Pernah hidup susah saat merantau di ibu kota menginspirasi Ismaya Safitri, warga Kota Bandung untuk berbagi kepada sesama. Di masa pandemi COVID-19 ini, Ismaya membuat aksi kebaikan dengan menjual nasi bungkus dengan harga yang sangat miring.

Suara susuk membentur wajan terdengar dari luar Warung Suroboyo yang terletak di Jl Natuna, Kota Bandung pada Senin (31/5). Aroma wangi bumbu yang digoreng semerbak tercium. Di dalamnya terlihat Ismaya dan tiga orang pekerjanya sibuk meracik bumbu dan mengoseng bihun di atas wajan.

Setelah bihun goreng selesai ditiriskan, keempat orang itu mulai melipat kertas nasi, dan mulai memasukkan bihun bersama dengan orek tempe dan capcay di atas nasi hangat. Bungkus nasi itu kemudian dimasukkan ke dalam boks besar untuk dijajakan di pinggir jalan.

"Saya memilih harga dua ribu per bungkusnya, kenapa tidak digratiskan ? Karena saya ingin mendidik khalayak agar menghargai nasi tersebut. Kamu harus bekerja lebih dulu untuk mendapatkan uang, dan kalau digratiskan takutnya seenaknya lalu dibuang," kata Ismaya kepada wartawan.

Walau begitu, bagi orang yang tak mampu yang memang membutuhkan makanan, sebungkus nasi itu akan ia bagikan cuma-cuma. "Misal ada tukang coet, pedagang kaki lima yang belum mendapatkan pembeli, bagi mereka saya gratiskan," katanya.

Dalam sehari, Ismaya dan asistennya bisa membuat hingga 350 bungkus nasi. Untuk dananya, Ismaya merogoh koceknya sendiri dan membuka donasi lewat media sosial. Paling sedikit, ia membuat 100-150 bungkus nasi, tergantung dari jumlah donasi yang diterima.

"Antusias warga tinggi, mereka senang misal ada juru parkir, tukang sampah dan lain-lain. Mereka bisa menabung uangnya untuk kebutuhan sehari-hari lainnya," katanya yang membagikan makanan ini dari hari Senin - Jumat.

Ia bercerita tentang momen yang menginspirasi hidupnya saat tinggal di Jakarta beberapa tahun yang lalu. Ketika itu, ia tengah hamil sembilan bulan, lapar dan tak memiliki uang seperser pun. Perutnya keroncongan, tetapi harus berburu dengan waktu untuk menyelesaikan skripsinya.

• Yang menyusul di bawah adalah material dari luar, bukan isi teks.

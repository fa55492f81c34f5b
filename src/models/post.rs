use serde::{Deserialize, Serialize};
use sqlx::FromRow;
use std::{fmt, str::FromStr};

#[derive(Debug, Clone, Copy, PartialEq, Eq, Serialize, Deserialize, sqlx::Type)]
#[serde(rename_all = "lowercase")]
#[sqlx(rename_all = "lowercase")]
pub enum PostCategory {
    General,
    Cleanup,
    Issue,
    Announcement,
    Update,
    Event,
    Alert,
}

impl PostCategory {
    pub const ALL: [PostCategory; 7] = [
        PostCategory::General,
        PostCategory::Cleanup,
        PostCategory::Issue,
        PostCategory::Announcement,
        PostCategory::Update,
        PostCategory::Event,
        PostCategory::Alert,
    ];

    pub fn as_str(&self) -> &'static str {
        match self {
            PostCategory::General => "general",
            PostCategory::Cleanup => "cleanup",
            PostCategory::Issue => "issue",
            PostCategory::Announcement => "announcement",
            PostCategory::Update => "update",
            PostCategory::Event => "event",
            PostCategory::Alert => "alert",
        }
    }

    pub fn label(&self) -> &'static str {
        match self {
            PostCategory::General => "General",
            PostCategory::Cleanup => "Cleanup",
            PostCategory::Issue => "Issue",
            PostCategory::Announcement => "Announcement",
            PostCategory::Update => "Update",
            PostCategory::Event => "Event",
            PostCategory::Alert => "Alert",
        }
    }
}

impl fmt::Display for PostCategory {
    fn fmt(&self, f: &mut fmt::Formatter<'_>) -> fmt::Result {
        f.write_str(self.label())
    }
}

impl FromStr for PostCategory {
    type Err = ();

    fn from_str(s: &str) -> Result<Self, Self::Err> {
        PostCategory::ALL
            .into_iter()
            .find(|category| category.as_str() == s.trim().to_ascii_lowercase())
            .ok_or(())
    }
}

#[derive(Debug, Clone, FromRow, Serialize, Deserialize)]
pub struct Post {
    pub id: i64,
    pub title: String,
    pub content: String,
    pub category: PostCategory,
    pub user_id: i64,
    pub is_published: bool,
    pub is_featured: bool,
    pub event_date: Option<String>,
    pub location: Option<String>,
    pub created_at: Option<String>,
}

/// A post joined with its author's username for listings.
#[derive(Debug, Clone, FromRow, Serialize)]
pub struct PostWithAuthor {
    #[sqlx(flatten)]
    #[serde(flatten)]
    pub post: Post,
    pub author: String,
}

#[derive(Debug, Clone)]
pub struct NewPost {
    pub title: String,
    pub content: String,
    pub category: PostCategory,
    pub user_id: i64,
    pub is_featured: bool,
    pub event_date: Option<String>,
    pub location: Option<String>,
}
use serde::{Deserialize, Serialize};
use sqlx::FromRow;

/// An address enrolled in the update mailing list.
///
/// Rows are never deleted: unsubscribing flips `is_active` and a later
/// subscribe for the same address reactivates the row.
#[derive(Debug, Clone, FromRow, Serialize, Deserialize)]
pub struct Subscription {
    pub id: i64,
    pub email: String,
    pub user_id: Option<i64>,
    pub neighborhood: Option<String>,
    pub is_active: bool,
    pub preferences: Option<String>,
    pub subscribed_at: Option<String>,
}

#[derive(Debug, Clone, Default)]
pub struct NewSubscription {
    pub email: String,
    pub user_id: Option<i64>,
    pub neighborhood: Option<String>,
    pub preferences: Option<String>,
}
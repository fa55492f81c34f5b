use crate::handlers::PageContext;
use crate::middleware::csrf::CsrfError;
use crate::repositories::RepositoryError;
use crate::services::{
    auth_service::AuthServiceError, user_service::UserServiceError, ContactError,
    NewsletterError, PostServiceError, SubscriptionError, SuggestionError,
};
use askama::Template;
use axum::{
    http::StatusCode,
    response::{Html, IntoResponse, Response},
};
use thiserror::Error;

// Type alias for Result with our AppError
pub type Result<T> = std::result::Result<T, AppError>;

/// Failures that reach the HTTP boundary. Users only ever see a generic
/// message; the detail goes to the log.
#[derive(Error, Debug)]
pub enum AppError {
    #[error("Database error: {0}")]
    Database(#[from] sqlx::Error),

    #[error("Repository error: {0}")]
    Repository(#[from] RepositoryError),

    #[error("Session error: {0}")]
    Session(#[from] tower_sessions::session::Error),

    #[error("Template error: {0}")]
    Template(#[from] askama::Error),

    #[error(transparent)]
    Csrf(#[from] CsrfError),

    #[error("Not found")]
    NotFound,

    #[error(transparent)]
    Internal(#[from] anyhow::Error),
}

macro_rules! internal_from {
    ($($source:ty),* $(,)?) => {
        $(
            impl From<$source> for AppError {
                fn from(err: $source) -> Self {
                    AppError::Internal(anyhow::Error::new(err))
                }
            }
        )*
    };
}

internal_from!(
    AuthServiceError,
    UserServiceError,
    PostServiceError,
    SubscriptionError,
    SuggestionError,
    ContactError,
    NewsletterError,
);

#[derive(Template)]
#[template(path = "error.html")]
struct ErrorTemplate {
    page: PageContext,
    status: u16,
    message: String,
}

pub fn render_error_page(status: StatusCode, message: &str) -> Response {
    let template = ErrorTemplate {
        page: PageContext::default(),
        status: status.as_u16(),
        message: message.to_string(),
    };
    let body = template
        .render()
        .unwrap_or_else(|_| format!("<html><body><h1>{}</h1></body></html>", status));
    (status, Html(body)).into_response()
}

impl IntoResponse for AppError {
    fn into_response(self) -> Response {
        match self {
            AppError::NotFound => {
                render_error_page(StatusCode::NOT_FOUND, "The page you requested was not found.")
            }
            AppError::Csrf(e) => {
                tracing::warn!("Rejected form submission: {}", e);
                e.into_response()
            }
            other => {
                tracing::error!("Request failed: {}", other);
                render_error_page(
                    StatusCode::INTERNAL_SERVER_ERROR,
                    "Something went wrong. Please try again later.",
                )
            }
        }
    }
}
//! Field-level validation for form inputs.
//!
//! Every form handler converts its raw input into a typed request and runs
//! it through a `validate` function that collects [`FieldError`]s in the
//! order the fields appear on the form.

use lettre::Address;
use once_cell::sync::Lazy;
use regex::Regex;
use serde::Serialize;
use std::fmt;

static EMAIL_PATTERN: Lazy<Regex> = Lazy::new(|| {
    Regex::new(r"^[^\s@]+@[^\s@]+\.[^\s@]+$").expect("email pattern is a valid regex")
});

#[derive(Debug, Clone, PartialEq, Eq, Serialize)]
pub struct FieldError {
    pub field: &'static str,
    pub message: String,
}

impl FieldError {
    pub fn new(field: &'static str, message: impl Into<String>) -> Self {
        Self {
            field,
            message: message.into(),
        }
    }
}

#[derive(Debug, Clone, Default, PartialEq, Eq, Serialize)]
pub struct ValidationErrors {
    errors: Vec<FieldError>,
}

impl ValidationErrors {
    pub fn new() -> Self {
        Self::default()
    }

    pub fn single(field: &'static str, message: impl Into<String>) -> Self {
        let mut errors = Self::new();
        errors.add(field, message);
        errors
    }

    pub fn add(&mut self, field: &'static str, message: impl Into<String>) {
        self.errors.push(FieldError::new(field, message));
    }

    pub fn is_empty(&self) -> bool {
        self.errors.is_empty()
    }

    pub fn len(&self) -> usize {
        self.errors.len()
    }

    pub fn has(&self, field: &str) -> bool {
        self.errors.iter().any(|e| e.field == field)
    }

    pub fn errors(&self) -> &[FieldError] {
        &self.errors
    }

    pub fn messages(&self) -> Vec<String> {
        self.errors.iter().map(|e| e.message.clone()).collect()
    }

    /// `Ok(())` when nothing was collected, otherwise the collected errors.
    pub fn into_result(self) -> Result<(), ValidationErrors> {
        if self.is_empty() {
            Ok(())
        } else {
            Err(self)
        }
    }

    pub fn require(&mut self, field: &'static str, value: &str, message: &str) {
        if value.trim().is_empty() {
            self.add(field, message);
        }
    }

    pub fn require_email(&mut self, field: &'static str, value: &str) {
        if !is_valid_email(value) {
            self.add(field, "Please enter a valid email");
        }
    }

    pub fn length_between(
        &mut self,
        field: &'static str,
        value: &str,
        min: usize,
        max: usize,
        message: &str,
    ) {
        let len = value.trim().chars().count();
        if len < min || len > max {
            self.add(field, message);
        }
    }
}

impl fmt::Display for ValidationErrors {
    fn fmt(&self, f: &mut fmt::Formatter<'_>) -> fmt::Result {
        write!(f, "{}", self.messages().join("; "))
    }
}

impl std::error::Error for ValidationErrors {}

/// Shape check plus what the mail transport will accept as an address, so
/// every stored email can be put on an outgoing message.
pub fn is_valid_email(email: &str) -> bool {
    let email = email.trim();
    email.len() <= 255 && EMAIL_PATTERN.is_match(email) && email.parse::<Address>().is_ok()
}

/// Trims a form value and maps blank input to `None`.
pub fn optional(value: Option<String>) -> Option<String> {
    value
        .map(|v| v.trim().to_string())
        .filter(|v| !v.is_empty())
}
//! Password hashing and verification.
//!
//! Hashes are Argon2id PHC strings with a per-password random salt. Plaintext
//! passwords never leave this module.

use argon2::{
    password_hash::{rand_core::OsRng, PasswordHash, PasswordHasher, SaltString},
    Argon2, PasswordVerifier,
};

#[derive(Debug, thiserror::Error)]
#[error("Password hashing failed: {0}")]
pub struct PasswordHashError(String);

pub fn hash_password(password: &str) -> Result<String, PasswordHashError> {
    let salt = SaltString::generate(&mut OsRng);
    Argon2::default()
        .hash_password(password.as_bytes(), &salt)
        .map(|hash| hash.to_string())
        .map_err(|e| PasswordHashError(e.to_string()))
}

/// Checks `password` against a stored hash. A hash that fails to parse is a
/// mismatch, never an error.
pub fn verify_password(password: &str, password_hash: &str) -> bool {
    match PasswordHash::new(password_hash) {
        Ok(parsed_hash) => Argon2::default()
            .verify_password(password.as_bytes(), &parsed_hash)
            .is_ok(),
        Err(_) => false,
    }
}

#[cfg(test)]
mod tests {
    use super::*;

    #[test]
    fn test_verify_accepts_original_password() {
        for password in ["password123", "correct horse battery staple", "ünïcødé-pässwörd", ""] {
            let hash = hash_password(password).unwrap();
            assert!(verify_password(password, &hash), "failed for {:?}", password);
        }
    }

    #[test]
    fn test_verify_rejects_other_passwords() {
        let hash = hash_password("password123").unwrap();
        assert!(!verify_password("password124", &hash));
        assert!(!verify_password("Password123", &hash));
        assert!(!verify_password("", &hash));
    }

    #[test]
    fn test_hash_is_salted_and_not_plaintext() {
        let first = hash_password("password123").unwrap();
        let second = hash_password("password123").unwrap();
        assert_ne!(first, second);
        assert!(first.starts_with("$argon2"));
        assert!(!first.contains("password123"));
    }

    #[test]
    fn test_malformed_hash_never_verifies() {
        assert!(!verify_password("password123", "not-a-hash"));
        assert!(!verify_password("password123", ""));
        assert!(!verify_password("password123", "password123"));
    }
}
use super::PageContext;
use crate::auth::identity::Identity;
use crate::error::AppError;
use crate::models::{Post, PostWithAuthor, User};
use crate::AppState;
use askama::Template;
use askama_web::WebTemplate;
use axum::{
    extract::State,
    http::StatusCode,
    response::{IntoResponse, Json},
    Extension,
};
use serde_json::json;
use tower_sessions::Session;

const HOME_POST_LIMIT: usize = 5;

#[derive(Template, WebTemplate)]
#[template(path = "index.html")]
struct IndexTemplate {
    page: PageContext,
    featured: Vec<PostWithAuthor>,
}

#[derive(Template, WebTemplate)]
#[template(path = "home.html")]
struct HomeTemplate {
    page: PageContext,
    posts: Vec<PostWithAuthor>,
}

#[derive(Template, WebTemplate)]
#[template(path = "community.html")]
struct CommunityTemplate {
    page: PageContext,
    posts: Vec<PostWithAuthor>,
}

#[derive(Template, WebTemplate)]
#[template(path = "profile.html")]
struct ProfileTemplate {
    page: PageContext,
    user: User,
    posts: Vec<Post>,
}

/// GET / - landing page with featured posts
pub async fn landing_page(
    State(state): State<AppState>,
    session: Session,
) -> Result<impl IntoResponse, AppError> {
    let featured = state.post_service.featured_posts().await?;
    Ok(IndexTemplate {
        page: PageContext::load(&session).await?,
        featured,
    })
}

/// GET /home - the most recent posts
pub async fn home_page(
    State(state): State<AppState>,
    session: Session,
) -> Result<impl IntoResponse, AppError> {
    let mut posts = state.post_service.list_posts().await?;
    posts.truncate(HOME_POST_LIMIT);
    Ok(HomeTemplate {
        page: PageContext::load(&session).await?,
        posts,
    })
}

/// GET /community - every post, newest first
pub async fn community_page(
    State(state): State<AppState>,
    session: Session,
) -> Result<impl IntoResponse, AppError> {
    let posts = state.post_service.list_posts().await?;
    Ok(CommunityTemplate {
        page: PageContext::load(&session).await?,
        posts,
    })
}

/// GET /profile - the caller's account and own posts
pub async fn profile_page(
    State(state): State<AppState>,
    Extension(identity): Extension<Identity>,
    session: Session,
) -> Result<impl IntoResponse, AppError> {
    let user = state.auth_service.get_user_by_id(identity.user_id).await?;
    let posts = state.post_service.posts_by_user(user.id).await?;
    Ok(ProfileTemplate {
        page: PageContext::load(&session).await?,
        user,
        posts,
    })
}

/// GET /health - liveness check
pub async fn health_handler(State(state): State<AppState>) -> impl IntoResponse {
    let database = match sqlx::query("SELECT 1").execute(&state.pool).await {
        Ok(_) => "ok",
        Err(e) => {
            tracing::error!("Health check database query failed: {}", e);
            "unavailable"
        }
    };

    let status = if database == "ok" {
        StatusCode::OK
    } else {
        StatusCode::SERVICE_UNAVAILABLE
    };

    (
        status,
        Json(json!({
            "status": if database == "ok" { "ok" } else { "degraded" },
            "database": database,
            "environment": crate::config::current_environment(),
            "timestamp": chrono::Utc::now().to_rfc3339(),
        })),
    )
}

pub async fn not_found() -> AppError {
    AppError::NotFound
}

"Saya tidak tahu harus bagaimana, jalan kaki ke sana, ke sini. Makan dari mana, akhirnya dibantu orang. Dia bantu 'mbak ayo makan di sini', itu yang menjadi inspirasi," kenangnya.

Ke depannya, ia berharap bisa membuat yayasan yang tak hanya membagikan nasi bungkus. Tetapi juga membangun masjid membantu anak yang tidak bisa sekolah menggapai pendidikan, dan membantu warga miskin yang sakit agar bisa berobat. "Kita tidak tahu bagaimana ke depannya, karena takdir ada di tangan Tuhan," ujarnya.

Devi (40), salah seorang pengendara ojek online mengaku terbantu dengan kegiatan sosial yang dilakukan Ismaya. Ia membeli tujuh bungkus, tetapi diberi bonus 15 bungkus. "Harganya Rp 2 ribu, saya bagikan lagi ke teman-teman saya. Sekalian bisa berbagi lagi. Mudah-mudahan terus," katanya.